## REQUIREMENT
Would you write out, word for word, each line of the records below from the top through the one holding "height in points."?

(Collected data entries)
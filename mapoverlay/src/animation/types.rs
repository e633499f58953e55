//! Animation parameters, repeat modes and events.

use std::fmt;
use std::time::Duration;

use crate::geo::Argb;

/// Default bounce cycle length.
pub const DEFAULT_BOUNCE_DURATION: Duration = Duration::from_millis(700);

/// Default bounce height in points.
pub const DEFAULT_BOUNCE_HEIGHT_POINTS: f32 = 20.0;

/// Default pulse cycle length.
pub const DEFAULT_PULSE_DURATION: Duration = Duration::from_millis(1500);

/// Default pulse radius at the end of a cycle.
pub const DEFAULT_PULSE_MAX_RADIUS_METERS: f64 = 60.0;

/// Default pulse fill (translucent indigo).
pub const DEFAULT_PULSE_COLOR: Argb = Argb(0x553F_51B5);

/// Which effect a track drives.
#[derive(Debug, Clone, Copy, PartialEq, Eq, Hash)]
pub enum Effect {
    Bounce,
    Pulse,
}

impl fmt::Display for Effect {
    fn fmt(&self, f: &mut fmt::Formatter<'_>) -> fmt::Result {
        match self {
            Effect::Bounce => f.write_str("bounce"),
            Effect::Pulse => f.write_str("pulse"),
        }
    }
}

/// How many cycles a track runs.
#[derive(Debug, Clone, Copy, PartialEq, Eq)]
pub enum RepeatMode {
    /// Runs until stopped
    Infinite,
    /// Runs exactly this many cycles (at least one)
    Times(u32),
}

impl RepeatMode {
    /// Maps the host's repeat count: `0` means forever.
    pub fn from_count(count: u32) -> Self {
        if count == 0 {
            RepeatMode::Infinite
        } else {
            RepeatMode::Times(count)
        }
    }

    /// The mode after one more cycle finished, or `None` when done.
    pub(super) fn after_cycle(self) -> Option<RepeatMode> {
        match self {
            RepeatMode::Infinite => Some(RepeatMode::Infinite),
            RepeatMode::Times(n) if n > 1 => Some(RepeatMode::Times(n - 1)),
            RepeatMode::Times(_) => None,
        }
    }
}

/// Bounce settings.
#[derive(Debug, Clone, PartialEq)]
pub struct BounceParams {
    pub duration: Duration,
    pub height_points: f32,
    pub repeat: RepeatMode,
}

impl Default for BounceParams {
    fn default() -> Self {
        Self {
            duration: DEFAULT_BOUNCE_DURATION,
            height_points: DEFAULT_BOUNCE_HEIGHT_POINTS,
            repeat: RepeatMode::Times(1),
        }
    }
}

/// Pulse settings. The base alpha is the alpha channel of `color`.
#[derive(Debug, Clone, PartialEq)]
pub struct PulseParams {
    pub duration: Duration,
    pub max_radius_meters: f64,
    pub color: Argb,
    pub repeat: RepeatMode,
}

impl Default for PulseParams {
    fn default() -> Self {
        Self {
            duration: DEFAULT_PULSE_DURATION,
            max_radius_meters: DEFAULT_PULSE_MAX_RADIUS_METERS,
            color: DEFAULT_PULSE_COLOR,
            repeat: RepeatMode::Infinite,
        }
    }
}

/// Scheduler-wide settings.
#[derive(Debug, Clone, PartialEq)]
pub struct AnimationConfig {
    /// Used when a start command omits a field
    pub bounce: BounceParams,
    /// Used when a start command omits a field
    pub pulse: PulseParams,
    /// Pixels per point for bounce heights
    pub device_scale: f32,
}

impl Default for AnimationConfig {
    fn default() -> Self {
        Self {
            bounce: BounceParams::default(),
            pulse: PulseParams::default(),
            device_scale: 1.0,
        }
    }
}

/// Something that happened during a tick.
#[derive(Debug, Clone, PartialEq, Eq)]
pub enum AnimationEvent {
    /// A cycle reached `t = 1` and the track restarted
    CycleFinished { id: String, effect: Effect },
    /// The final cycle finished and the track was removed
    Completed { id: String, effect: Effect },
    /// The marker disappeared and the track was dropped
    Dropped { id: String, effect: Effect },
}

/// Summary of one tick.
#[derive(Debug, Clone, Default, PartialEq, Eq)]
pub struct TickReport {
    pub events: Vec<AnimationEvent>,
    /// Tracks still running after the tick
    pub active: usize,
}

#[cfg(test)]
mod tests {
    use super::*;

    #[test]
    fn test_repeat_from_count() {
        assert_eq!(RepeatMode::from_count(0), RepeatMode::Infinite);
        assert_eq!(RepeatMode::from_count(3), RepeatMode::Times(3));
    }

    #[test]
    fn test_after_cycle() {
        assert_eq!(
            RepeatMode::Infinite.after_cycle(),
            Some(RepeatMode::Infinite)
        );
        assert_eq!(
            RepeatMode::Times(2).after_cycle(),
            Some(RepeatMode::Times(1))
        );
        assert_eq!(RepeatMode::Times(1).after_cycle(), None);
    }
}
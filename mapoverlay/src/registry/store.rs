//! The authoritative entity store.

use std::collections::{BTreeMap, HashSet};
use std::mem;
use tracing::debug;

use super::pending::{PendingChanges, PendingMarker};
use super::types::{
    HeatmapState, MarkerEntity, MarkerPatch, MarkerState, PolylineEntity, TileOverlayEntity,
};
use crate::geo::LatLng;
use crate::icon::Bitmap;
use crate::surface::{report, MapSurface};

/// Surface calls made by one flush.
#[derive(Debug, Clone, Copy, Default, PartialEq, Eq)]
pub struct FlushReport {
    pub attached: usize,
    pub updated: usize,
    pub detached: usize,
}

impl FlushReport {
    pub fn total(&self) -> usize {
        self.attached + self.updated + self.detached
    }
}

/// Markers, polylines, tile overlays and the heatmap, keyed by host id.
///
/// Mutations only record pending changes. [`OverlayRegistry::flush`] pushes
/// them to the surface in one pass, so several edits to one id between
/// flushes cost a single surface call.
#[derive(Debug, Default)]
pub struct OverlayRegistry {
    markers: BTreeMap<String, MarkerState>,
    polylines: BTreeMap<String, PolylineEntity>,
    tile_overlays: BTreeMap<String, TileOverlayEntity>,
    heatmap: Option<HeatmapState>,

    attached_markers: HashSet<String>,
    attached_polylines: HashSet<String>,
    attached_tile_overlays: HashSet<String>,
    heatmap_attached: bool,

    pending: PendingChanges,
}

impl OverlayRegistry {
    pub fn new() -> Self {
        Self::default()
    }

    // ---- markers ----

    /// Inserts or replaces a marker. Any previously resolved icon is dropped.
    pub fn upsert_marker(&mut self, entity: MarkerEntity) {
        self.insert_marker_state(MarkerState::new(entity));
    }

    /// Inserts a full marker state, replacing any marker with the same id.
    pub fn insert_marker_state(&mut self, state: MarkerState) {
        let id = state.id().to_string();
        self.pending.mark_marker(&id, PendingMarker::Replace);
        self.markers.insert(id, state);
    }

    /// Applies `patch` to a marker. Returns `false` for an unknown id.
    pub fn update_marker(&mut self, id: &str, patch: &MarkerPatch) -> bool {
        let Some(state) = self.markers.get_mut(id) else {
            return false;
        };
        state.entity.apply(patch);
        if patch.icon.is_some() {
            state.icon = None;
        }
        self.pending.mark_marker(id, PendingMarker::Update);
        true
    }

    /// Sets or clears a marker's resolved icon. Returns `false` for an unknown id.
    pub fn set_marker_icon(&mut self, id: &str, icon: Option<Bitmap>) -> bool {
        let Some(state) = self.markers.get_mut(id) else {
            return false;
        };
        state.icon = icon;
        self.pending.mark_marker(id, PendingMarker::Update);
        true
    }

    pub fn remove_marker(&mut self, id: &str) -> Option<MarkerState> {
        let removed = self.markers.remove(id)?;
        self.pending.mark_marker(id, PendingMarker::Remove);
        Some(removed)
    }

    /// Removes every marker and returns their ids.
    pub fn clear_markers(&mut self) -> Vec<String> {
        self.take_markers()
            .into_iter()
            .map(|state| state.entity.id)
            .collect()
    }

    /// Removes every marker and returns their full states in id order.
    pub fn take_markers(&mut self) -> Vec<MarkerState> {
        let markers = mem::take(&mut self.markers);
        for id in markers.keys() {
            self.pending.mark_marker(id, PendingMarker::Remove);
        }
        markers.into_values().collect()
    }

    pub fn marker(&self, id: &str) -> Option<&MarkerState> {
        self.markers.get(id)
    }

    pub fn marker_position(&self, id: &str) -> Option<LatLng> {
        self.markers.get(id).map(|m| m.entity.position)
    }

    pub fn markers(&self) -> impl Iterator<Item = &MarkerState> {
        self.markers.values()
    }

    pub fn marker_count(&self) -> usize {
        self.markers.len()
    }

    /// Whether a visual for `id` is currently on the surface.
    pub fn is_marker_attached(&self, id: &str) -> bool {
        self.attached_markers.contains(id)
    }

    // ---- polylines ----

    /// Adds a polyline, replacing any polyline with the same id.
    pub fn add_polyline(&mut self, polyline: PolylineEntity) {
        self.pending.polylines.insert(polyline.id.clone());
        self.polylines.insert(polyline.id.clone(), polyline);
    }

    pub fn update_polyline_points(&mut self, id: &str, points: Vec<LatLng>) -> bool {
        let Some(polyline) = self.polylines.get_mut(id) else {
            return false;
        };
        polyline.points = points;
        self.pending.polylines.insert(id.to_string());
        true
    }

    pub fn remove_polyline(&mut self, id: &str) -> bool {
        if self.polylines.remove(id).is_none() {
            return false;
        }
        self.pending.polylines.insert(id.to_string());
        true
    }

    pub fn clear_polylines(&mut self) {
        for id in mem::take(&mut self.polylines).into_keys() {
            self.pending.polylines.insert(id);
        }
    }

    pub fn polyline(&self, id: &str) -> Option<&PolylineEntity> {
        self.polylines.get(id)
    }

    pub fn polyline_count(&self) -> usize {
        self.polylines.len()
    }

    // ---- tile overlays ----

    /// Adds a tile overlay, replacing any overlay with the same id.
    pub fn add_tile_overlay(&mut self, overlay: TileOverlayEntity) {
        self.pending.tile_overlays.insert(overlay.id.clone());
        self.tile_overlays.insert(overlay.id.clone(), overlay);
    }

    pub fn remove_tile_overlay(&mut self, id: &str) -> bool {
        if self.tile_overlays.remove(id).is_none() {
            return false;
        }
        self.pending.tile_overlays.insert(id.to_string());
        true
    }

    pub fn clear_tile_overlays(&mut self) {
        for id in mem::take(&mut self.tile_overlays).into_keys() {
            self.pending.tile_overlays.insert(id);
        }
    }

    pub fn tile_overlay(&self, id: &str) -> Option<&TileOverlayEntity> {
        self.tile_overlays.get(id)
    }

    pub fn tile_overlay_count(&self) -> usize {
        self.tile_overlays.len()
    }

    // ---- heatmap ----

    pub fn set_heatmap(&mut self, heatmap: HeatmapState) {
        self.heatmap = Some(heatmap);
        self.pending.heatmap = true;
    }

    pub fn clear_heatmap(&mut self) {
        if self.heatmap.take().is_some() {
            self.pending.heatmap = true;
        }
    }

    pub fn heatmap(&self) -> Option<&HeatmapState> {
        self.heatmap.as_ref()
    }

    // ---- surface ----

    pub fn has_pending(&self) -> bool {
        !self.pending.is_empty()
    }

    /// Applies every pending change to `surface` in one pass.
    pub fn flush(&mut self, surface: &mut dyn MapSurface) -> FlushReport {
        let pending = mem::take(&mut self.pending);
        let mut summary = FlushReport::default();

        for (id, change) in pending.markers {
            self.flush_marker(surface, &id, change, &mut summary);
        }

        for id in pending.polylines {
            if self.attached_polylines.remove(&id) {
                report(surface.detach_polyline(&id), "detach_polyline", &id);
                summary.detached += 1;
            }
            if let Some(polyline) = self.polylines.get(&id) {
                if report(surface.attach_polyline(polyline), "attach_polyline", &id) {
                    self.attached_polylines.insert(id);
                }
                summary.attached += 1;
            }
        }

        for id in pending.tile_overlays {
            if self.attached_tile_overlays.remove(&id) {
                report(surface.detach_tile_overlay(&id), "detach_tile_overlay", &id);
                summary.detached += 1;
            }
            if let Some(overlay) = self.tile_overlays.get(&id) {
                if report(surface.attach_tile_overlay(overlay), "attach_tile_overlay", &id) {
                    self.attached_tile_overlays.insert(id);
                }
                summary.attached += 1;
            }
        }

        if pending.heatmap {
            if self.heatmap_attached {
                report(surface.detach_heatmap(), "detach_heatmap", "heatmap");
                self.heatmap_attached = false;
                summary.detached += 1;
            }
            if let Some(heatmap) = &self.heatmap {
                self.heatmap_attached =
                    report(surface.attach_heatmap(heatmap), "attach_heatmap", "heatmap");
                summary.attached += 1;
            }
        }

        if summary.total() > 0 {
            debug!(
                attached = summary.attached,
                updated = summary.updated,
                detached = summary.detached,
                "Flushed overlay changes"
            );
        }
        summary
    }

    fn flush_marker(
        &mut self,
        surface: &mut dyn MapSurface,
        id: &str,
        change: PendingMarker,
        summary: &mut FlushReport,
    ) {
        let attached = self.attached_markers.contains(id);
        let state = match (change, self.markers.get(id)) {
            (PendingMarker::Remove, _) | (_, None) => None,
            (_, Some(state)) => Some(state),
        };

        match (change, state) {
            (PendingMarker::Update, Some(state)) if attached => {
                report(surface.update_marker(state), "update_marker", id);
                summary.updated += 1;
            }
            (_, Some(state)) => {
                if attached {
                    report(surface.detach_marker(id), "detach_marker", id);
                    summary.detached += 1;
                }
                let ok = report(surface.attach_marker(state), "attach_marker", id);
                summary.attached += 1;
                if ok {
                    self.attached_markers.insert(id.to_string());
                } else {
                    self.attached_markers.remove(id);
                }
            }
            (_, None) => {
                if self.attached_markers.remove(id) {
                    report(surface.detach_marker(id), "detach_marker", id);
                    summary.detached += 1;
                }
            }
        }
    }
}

## RESPONSE AREA
filename mapoverlay/src/animation/types.rs
repository e633499f58953e55
//! Animation parameters, repeat modes and events.

use std::fmt;
use std::time::Duration;

use crate::geo::Argb;

/// Default bounce cycle length.
pub const DEFAULT_BOUNCE_DURATION: Duration = Duration::from_millis(700);

/// Default bounce height in points.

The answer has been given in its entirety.